As for the ponzi scheme aspects of the fiat money money system we've adopted, well, yes, eventually, it'll collapse. When? When we can no longer afford to pay the interest on our debt. The general idea is that in the interim, we can manage the debt/interest and money supply so as to buy time to figure out a better solution, one that doesn't force a zero-sum game and one that doesn't have the "ponzi" characteristics.


Note:
  1. The economic leaders/thinkers who advise legislative and executive leaders in every nation know that true wealth lies in land and people. I can't say why it may be that most people don't know the same. Prior to the modern era, literally everyone know it.

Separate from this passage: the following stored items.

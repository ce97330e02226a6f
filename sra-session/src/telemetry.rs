//! Tracing initialization.
//!
//! Log output goes to stderr through a `tracing_subscriber` fmt layer. Verbosity is
//! controlled with the standard `RUST_LOG` variable and defaults to `info`:
//!
//! ```bash
//! RUST_LOG=sra_session=debug sra-session -u analyst
//! ```

use tracing_subscriber::EnvFilter;
use tracing_subscriber::layer::SubscriberExt;
use tracing_subscriber::util::SubscriberInitExt;

/// Install the global subscriber. Fails if one is already installed.
pub fn init_telemetry() -> anyhow::Result<()> {
    let env_filter = EnvFilter::try_from_default_env().unwrap_or_else(|_| EnvFilter::new("info"));

    tracing_subscriber::registry()
        .with(env_filter)
        .with(tracing_subscriber::fmt::layer().with_writer(std::io::stderr))
        .try_init()?;

    Ok(())
}
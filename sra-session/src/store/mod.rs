//! Obfuscated, namespaced local persistence for the session.
//!
//! [`SecureStore`] is a key/value layer over a [`StorageBackend`] that prefixes
//! every key with a namespace and passes every value through
//! [`Obfuscator`](crate::crypto::Obfuscator). [`AuthStore`] sits on top and owns
//! the three session entries:
//!
//! | key | contents |
//! |---|---|
//! | `{namespace}user` | identity record (JSON) |
//! | `{namespace}access_token` | access credential |
//! | `{namespace}refresh_token` | refresh credential |
//!
//! The entries are independently readable but only ever written and cleared as a
//! group. A group write that fails part way is rolled back by clearing the whole
//! group, so a reload never observes one credential without the other.

pub mod backend;

use std::sync::Arc;
use thiserror::Error as ThisError;
use tracing::warn;

use crate::auth::session::Credentials;
use crate::config::{StorageBackendConfig, StorageConfig};
use crate::crypto::Obfuscator;
use crate::types::User;
pub use backend::{FileBackend, MemoryBackend, StorageBackend};

pub const USER_KEY: &str = "user";
pub const ACCESS_TOKEN_KEY: &str = "access_token";
pub const REFRESH_TOKEN_KEY: &str = "refresh_token";

#[derive(ThisError, Debug, Clone, PartialEq, Eq)]
pub enum StoreError {
    #[error("Storage I/O failed during {operation}: {message}")]
    Io { operation: String, message: String },

    #[error("Storage serialization failed: {message}")]
    Serialization { message: String },

    #[error("Stored entry {key} is unreadable: {message}")]
    Corrupt { key: String, message: String },
}

impl StoreError {
    pub(crate) fn io(operation: &str, err: std::io::Error) -> Self {
        StoreError::Io {
            operation: operation.to_string(),
            message: err.to_string(),
        }
    }
}

#[derive(Clone)]
pub struct SecureStore {
    backend: Arc<dyn StorageBackend>,
    namespace: String,
    obfuscator: Obfuscator,
}

impl SecureStore {
    pub fn new(backend: Arc<dyn StorageBackend>, namespace: impl Into<String>, obfuscation_key: &str) -> Self {
        Self {
            backend,
            namespace: namespace.into(),
            obfuscator: Obfuscator::new(obfuscation_key),
        }
    }

    fn namespaced(&self, key: &str) -> String {
        format!("{}{}", self.namespace, key)
    }

    pub fn get(&self, key: &str) -> Result<Option<String>, StoreError> {
        let full_key = self.namespaced(key);
        match self.backend.get(&full_key)? {
            Some(raw) => self
                .obfuscator
                .deobfuscate(&raw)
                .map(Some)
                .map_err(|e| StoreError::Corrupt {
                    key: full_key,
                    message: e.to_string(),
                }),
            None => Ok(None),
        }
    }

    pub fn set(&self, key: &str, value: &str) -> Result<(), StoreError> {
        self.backend.set(&self.namespaced(key), &self.obfuscator.obfuscate(value))
    }

    pub fn remove(&self, key: &str) -> Result<(), StoreError> {
        self.backend.remove(&self.namespaced(key))
    }
}

/// What was found in the store at startup. Fields are read independently.
#[derive(Debug, Default, Clone, PartialEq, Eq)]
pub struct PersistedSession {
    pub user: Option<User>,
    pub access_token: Option<String>,
    pub refresh_token: Option<String>,
}

impl PersistedSession {
    pub fn is_empty(&self) -> bool {
        self.user.is_none() && self.access_token.is_none() && self.refresh_token.is_none()
    }

    /// Identity plus both credentials, or `None` if any piece is missing.
    pub fn complete(self) -> Option<(User, Credentials)> {
        match (self.user, self.access_token, self.refresh_token) {
            (Some(user), Some(access_token), Some(refresh_token)) => Some((
                user,
                Credentials {
                    access_token,
                    refresh_token,
                },
            )),
            _ => None,
        }
    }
}

/// The session's three persisted entries.
#[derive(Clone)]
pub struct AuthStore {
    store: SecureStore,
}

impl AuthStore {
    pub fn new(store: SecureStore) -> Self {
        Self { store }
    }

    /// Build the store described by `config`.
    pub fn from_config(config: &StorageConfig) -> Self {
        let backend: Arc<dyn StorageBackend> = match &config.backend {
            StorageBackendConfig::Memory => Arc::new(MemoryBackend::new()),
            StorageBackendConfig::File { path } => Arc::new(FileBackend::new(path.clone())),
        };
        Self::new(SecureStore::new(backend, config.namespace.clone(), &config.obfuscation_key))
    }

    /// In-memory store, as used by tests and ephemeral clients.
    pub fn in_memory() -> Self {
        Self::new(SecureStore::new(Arc::new(MemoryBackend::new()), "sra_", "sra-dashboard"))
    }

    /// Read all three entries. A read failure is logged and the entry treated as absent.
    pub fn load(&self) -> PersistedSession {
        let user = self.read(USER_KEY).and_then(|raw| match serde_json::from_str::<User>(&raw) {
            Ok(user) => Some(user),
            Err(e) => {
                warn!(error = %e, "Persisted identity is unreadable, ignoring it");
                None
            }
        });

        PersistedSession {
            user,
            access_token: self.read(ACCESS_TOKEN_KEY),
            refresh_token: self.read(REFRESH_TOKEN_KEY),
        }
    }

    fn read(&self, key: &str) -> Option<String> {
        match self.store.get(key) {
            Ok(value) => value,
            Err(e) => {
                warn!(key, error = %e, "Failed to read persisted session entry, treating as absent");
                None
            }
        }
    }

    /// Persist identity and both credentials as one group.
    pub fn save(&self, user: &User, credentials: &Credentials) -> Result<(), StoreError> {
        let user_json = serde_json::to_string(user).map_err(|e| StoreError::Serialization { message: e.to_string() })?;
        self.write_group(&[
            (USER_KEY, user_json.as_str()),
            (ACCESS_TOKEN_KEY, credentials.access_token.as_str()),
            (REFRESH_TOKEN_KEY, credentials.refresh_token.as_str()),
        ])
    }

    /// Replace both credentials, leaving the identity entry as is.
    pub fn save_credentials(&self, credentials: &Credentials) -> Result<(), StoreError> {
        self.write_group(&[
            (ACCESS_TOKEN_KEY, credentials.access_token.as_str()),
            (REFRESH_TOKEN_KEY, credentials.refresh_token.as_str()),
        ])
    }

    pub fn save_user(&self, user: &User) -> Result<(), StoreError> {
        let user_json = serde_json::to_string(user).map_err(|e| StoreError::Serialization { message: e.to_string() })?;
        self.write_group(&[(USER_KEY, user_json.as_str())])
    }

    fn write_group(&self, entries: &[(&str, &str)]) -> Result<(), StoreError> {
        for (key, value) in entries {
            if let Err(e) = self.store.set(key, value) {
                warn!(key, error = %e, "Group write failed, clearing persisted session");
                if let Err(clear_err) = self.clear() {
                    warn!(error = %clear_err, "Failed to roll back partial session write");
                }
                return Err(e);
            }
        }
        Ok(())
    }

    /// Remove all three entries. Every removal is attempted; the first error is returned.
    pub fn clear(&self) -> Result<(), StoreError> {
        let mut first_err = None;
        for key in [USER_KEY, ACCESS_TOKEN_KEY, REFRESH_TOKEN_KEY] {
            if let Err(e) = self.store.remove(key) {
                warn!(key, error = %e, "Failed to remove persisted session entry");
                first_err.get_or_insert(e);
            }
        }
        match first_err {
            Some(e) => Err(e),
            None => Ok(()),
        }
    }
}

    After all, at the outset of human civilization, the only reason kings were kings is because by physical force they were able to obtain and maintain control over land and its use. What provided them with the force to be able to do that? Breeding. Quite literally, it worked much the same as certain types of canine species do, as the pride grows in number, so too does the area of land it controls grow. What makes humans different is that unlike, say, wolves and Cape hunting dog packs, people from one "pack" expressed a willingness to combine forces with other prolifically breeding families. Arriving at an agreed upon interfamilial construct (we today call that construct international law, but in effect, international law regarding border definition serves the same purpose as piss and other scent markings, and, as Russia's incursion into the Ukraine shows us, it works about as (in-)effectively) defining the geographic limits of respective groups' territory established the idea of a nation state and fomented a relative state of peace among them. From there, literally, the rest is history.
  2. The truth of what makes for real wealth is even represented the computer game Civilization. Players of it will observe that the way to win is, in essence, to have more land and people than does one's computerized opponent. The reason for that being so, is very straightforward vis a vis this topic.

I really enjoyed that post. Thank you. I agree with almost all of it, and I appreciate the links you provided. Once I read them I will come back to the thread, Lord Willing, and make further comments.

As much hate as the Fed is getting today, I think it over all was a very wise move and a kind of 'third way' between having a government run central bank and nothing at all.

1) I take your reference to 'land' as synecdoche to also include resources of all types whether yielded by land, sea or even outer space. Land with little or no resources is not much wealth, or if the nation does not have the capability of retrieving the resources. The Saudis are an example of this in that until they had the capability of retrieving their oil and a market grew for it, all their petroleum was really good for was an easy source of pitch.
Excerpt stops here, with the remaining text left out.